What have you found out?
Dr. Peters: The most important thing we found out it was safe. So really there was no serious adverse events patients tolerated it very well and we're very happy it was done in an office setting. When we look at the data again people got different doses and what we found is that the majority of patients had at least a fifty percent reduction in their incontinence episodes which is pretty good. Depending on the dose anywhere from twenty to fifty percent of patients became completely dry. It is something that's given us the knowledge to be able to take this and move forward hopefully with a larger clinical trial to really see if we could get FDA approval for this technology.
Can you go back and do it again for someone who may not have worked for at a lower dose that wants to try it again at a higher dose?
Dr. Peters: The nice thing about once you harvest the cells and then they isolate them, is that they can be stored. Then they'll be able to be taken off the shelf again and regrown. In our future trial our intention is that patients will get a single injection or will get a second injection if they're not where they want to be. The next thing is you can over time be retreated with it and this is something that perhaps even years later you could use the same cells. At least in the early data it seems to be that we can store these for the long term and be able to grow them out and use them again.
What phase of trial are you in right now?
Dr. Peters: This is a Phase II trial and again it was mostly around safety but I think we were very fortunate because we did see clinical benefit. The next trial we really need is a study then that compares the actual injection to a placebo or a sham because that's how you really say that it makes a difference. One thing that we found is that if patients said a week later they were better well that probably really isn't from the injection but most patients didn't get better for three to six months. Which would suggest those cells have incorporated and have now expanded and grown in the sphincter and that's the timeline you would expect people to get better. The nice thing is that it may carry on for a long time because most stress incontinence usually occurs somewhere earlier on in your life, often associated with child birth.
Is Phase III in the works?
Dr. Peters: Right now we just got our twelve month data, which was what our primary end point was and we need now to put the data together. Our next step is to go to the FDA and work with the FDA and the company to agree on a future plan for our Phase III trial. Our hope is that within the next year or so we'll be moving forward with a placebo controlled trial to really get the data that we need to make this technology available.
Based on the Phase II results how does this compare to the other stress urinary incontinence that you've seen?

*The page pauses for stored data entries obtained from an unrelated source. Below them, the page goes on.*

#![forbid(unsafe_code)]

pub mod config;
pub mod model;
pub mod scoring;
pub mod session;
pub mod time;

pub use config::{ConfigError, CorrectAnswerPolicy, SessionConfig, SubmitGate};
pub use session::{
    AnswerSubmission, Phase, QuestionReview, Session, SessionError, Submission, SubmitTrigger,
    TickOutcome,
};
pub use time::Clock;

Dr. Peters: It's really hard to compare because it depends on what patients undergo. If you compare it to the kegel exercises or pelvic floor strengthening exercises all that's dependent a bit on the patients willingness and compliance with doing the exercises and how bad their incontinence is at the start. But I think the fact that up to fifty percent of patients became dry is a really good thing because in our surgical series dry rates range from sixty to seventy percent of patients. So it's not that far off when you look at dry rates.
What is the advantage of this procedure?
Dr. Peters: The advantage is it's your own cells. It's healing thyself, it's not surgical, it's an office based procedure and it's something that is very well tolerated. I think that this is just the first step in this technology because we want then to look at men with stress incontinence after prostate surgery. Then we even have hope in the future to be able to look at the injection of these cells directly into the wall of the bladder for patients who have urinary retention where the muscle of the bladder is weakened over time. We see that more and more as the population is getting older that the bladder fails and then they're only relying on catheters, and perhaps if we can inject cellular therapy into the bladder we can regenerate the muscle and allow them to urinate again. We're really in our infancy in this technology but I think we're very excited that this is the first multi-center trial that has shown some definitely safety and definitely some efficacy in this cellular therapy.